I would like you to join me in thanking Jason Marshburn, Margaret Bumgarner, Dr. Alex Howard and their teams in Emergency Management, Student Health Service and Wellness and Prevention Services, who have been preparing and planning logistics for vaccine distribution for many months, as well as Vice Chancellor Hank Foreman, who has been working closely with the UNC System Office on the application and approval process. I also know I speak for the entire campus when I thank President Hans and his leadership team at the UNC System Office for their assistance and advocacy with the application and approval process.

Gov. Cooper’s new executive order eases some restrictions on public gatherings. Notably, his new order, which is now in effect, increases capacity limits for indoor and outdoor venues. Additional details are being provided by App State Athletics about what this means for App State sporting events. Please know, we are also working hard to determine the best option for celebrating spring commencement. We are reviewing the details carefully and consulting with public health experts to help inform our decisions with as much data as possible. This is a monumental moment in the academic lives of our students and their families, and we will share information about spring commencement plans soon.

Each day, our faculty and staff continue important work designed to address the current and future needs of our campus community.

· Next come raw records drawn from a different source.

use serde::{Deserialize, Serialize};

use crate::topology::Size;

pub const DEFAULT_REF_ID: &str = "main-elasticsearch";

#[derive(Debug, Clone, PartialEq, Serialize, Deserialize)]
pub struct DeploymentTemplate {
    pub id: String,
    #[serde(default)]
    pub name: String,
    pub deployment_template: DeploymentCreateRequest,
    #[serde(default)]
    pub instance_configurations: Vec<InstanceConfiguration>,
}

impl DeploymentTemplate {
    /// The first Elasticsearch resource of the template, which carries the default topology.
    pub fn elasticsearch(&self) -> Option<&ElasticsearchPayload> {
        self.deployment_template.resources.elasticsearch.first()
    }

    pub fn instance_configuration(&self, id: &str) -> Option<&InstanceConfiguration> {
        self.instance_configurations.iter().find(|ic| ic.id == id)
    }
}

#[derive(Debug, Clone, Default, PartialEq, Serialize, Deserialize)]
pub struct DeploymentCreateRequest {
    #[serde(default)]
    pub resources: DeploymentResources,
}

#[derive(Debug, Clone, Default, PartialEq, Serialize, Deserialize)]
pub struct DeploymentResources {
    #[serde(default)]
    pub elasticsearch: Vec<ElasticsearchPayload>,
}

/// Elasticsearch resource as found in templates and as sent in create/update requests.
#[derive(Debug, Clone, PartialEq, Serialize, Deserialize)]
pub struct ElasticsearchPayload {
    #[serde(default, skip_serializing_if = "Option::is_none")]
    pub region: Option<String>,
    #[serde(default = "default_ref_id")]
    pub ref_id: String,
    pub plan: ElasticsearchPlan,
}

fn default_ref_id() -> String {
    DEFAULT_REF_ID.to_string()
}

#[derive(Debug, Clone, Default, PartialEq, Serialize, Deserialize)]
pub struct ElasticsearchPlan {
    #[serde(default, skip_serializing_if = "Option::is_none")]
    pub autoscaling_enabled: Option<bool>,
    #[serde(default)]
    pub cluster_topology: Vec<TopologyElement>,
    #[serde(default)]
    pub elasticsearch: ElasticsearchConfiguration,
    #[serde(default, skip_serializing_if = "Option::is_none")]
    pub deployment_template: Option<DeploymentTemplateReference>,
}

#[derive(Debug, Clone, Default, PartialEq, Serialize, Deserialize)]
pub struct ElasticsearchConfiguration {
    #[serde(default, skip_serializing_if = "Option::is_none")]
    pub version: Option<String>,
}

#[derive(Debug, Clone, PartialEq, Serialize, Deserialize)]
pub struct DeploymentTemplateReference {
    pub id: String,
}

#[derive(Debug, Clone, Default, PartialEq, Serialize, Deserialize)]
pub struct TopologyElement {
    pub id: String,
    #[serde(default, skip_serializing_if = "Option::is_none")]
    pub instance_configuration_id: Option<String>,
    #[serde(default, skip_serializing_if = "Option::is_none")]
    pub size: Option<Size>,
    #[serde(default)]
    pub zone_count: u32,
    #[serde(default, skip_serializing_if = "Option::is_none")]
    pub node_type: Option<NodeType>,
    #[serde(default, skip_serializing_if = "Option::is_none")]
    pub node_roles: Option<Vec<String>>,
    #[serde(default, skip_serializing_if = "Option::is_none")]
    pub topology_element_control: Option<TopologyElementControl>,
    #[serde(default, skip_serializing_if = "Option::is_none")]
    pub autoscaling_max: Option<Size>,
    #[serde(default, skip_serializing_if = "Option::is_none")]
    pub autoscaling_min: Option<Size>,
    #[serde(default, skip_serializing_if = "Option::is_none")]
    pub autoscaling_policy_override_json: Option<serde_json::Value>,
}

/// Legacy capability flags, superseded by node roles from 7.10.0.
#[derive(Debug, Clone, Copy, Default, PartialEq, Eq, Serialize, Deserialize)]
pub struct NodeType {
    #[serde(default, skip_serializing_if = "Option::is_none")]
    pub data: Option<bool>,
    #[serde(default, skip_serializing_if = "Option::is_none")]
    pub ingest: Option<bool>,
    #[serde(default, skip_serializing_if = "Option::is_none")]
    pub master: Option<bool>,
    #[serde(default, skip_serializing_if = "Option::is_none")]
    pub ml: Option<bool>,
}

#[derive(Debug, Clone, Copy, PartialEq, Serialize, Deserialize)]
pub struct TopologyElementControl {
    pub min: Size,
}

#[derive(Debug, Clone, PartialEq, Serialize, Deserialize)]
pub struct InstanceConfiguration {
    pub id: String,
    #[serde(default)]
    pub name: String,
    #[serde(default, skip_serializing_if = "Option::is_none")]
    pub max_zones: Option<u32>,
    #[serde(default, skip_serializing_if = "Option::is_none")]
    pub discrete_sizes: Option<DiscreteSizes>,
}

#[derive(Debug, Clone, PartialEq, Serialize, Deserialize)]
pub struct DiscreteSizes {
    #[serde(default)]
    pub sizes: Vec<u32>,
    #[serde(default)]
    pub default_size: u32,
    #[serde(default)]
    pub resource: crate::topology::SizeResource,
}

#[derive(Debug, Default, Deserialize)]
pub struct ApiErrorBody {
    #[serde(default)]
    pub errors: Vec<ApiErrorEntry>,
}

impl ApiErrorBody {
    pub fn first_message(&self) -> Option<&str> {
        self.errors.first().map(|e| e.message.as_str())
    }
}

#[derive(Debug, Deserialize)]
pub struct ApiErrorEntry {
    #[serde(default)]
    #[allow(dead_code)] // NOTE: Kept for error logging
    pub code: String,
    pub message: String,
}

  • The Office of Disability Resources continues to provide members of the Appalachian Community with access to essential resources. This work is especially critical given the significant shift to virtual learning and events throughout the pandemic, and the associated increase in awareness of and demand for accessibility and accommodations. Many thanks to the Office of Disability Resources team for their advocacy and support of these important initiatives.
  • I, along with my cabinet members, attended a meeting of the Diversity and Inclusion Accountability Team yesterday, during which staff from App State Athletics — including Athletics Director Doug Gillin, Director of Student-Athlete Development Pierre Banks, and Senior Associate Athletics Director Makini Thompson — presented action plans for education, retention and mentorship of Black student-athletes, as well as progress made regarding hiring and supporting athletic coaches, staff and trainers of color.
  • March 4 is our eighth annual iBackAPP Day, a 24-hour day of giving where Mountaineers everywhere come together to support and celebrate App State. I invite you to participate in whatever way you choose: by making a gift to support an initiative you care about, including the Mountaineer Emergency Fund, by wearing your black and gold or by sharing your love for App State with your friends and family.

During a virtual visit to App State's Academy at Middle Fork this week, I had the pleasure of reading “How to Read a Book” by Kwame Alexander to the academy’s K–5 students. Afterward, as I listened to the students recite their Mountaineer Pledge, which includes, “I’m a Mountaineer … I show honesty, integrity, kindness and excellence in all that I do,” I was reminded of what makes the connections among Mountaineers so meaningful, no matter where we are.

We have remained connected throughout a year defined by distance, which makes the news of our upcoming COVID-19 vaccine clinics all the more exciting. This news, coupled with the coming of spring, brings hope for better times to come — evidenced this week through the enthusiasm of our young Mountaineers at the academy and the optimism of our students as they enjoyed a hint of warm weather on Sanford Mall.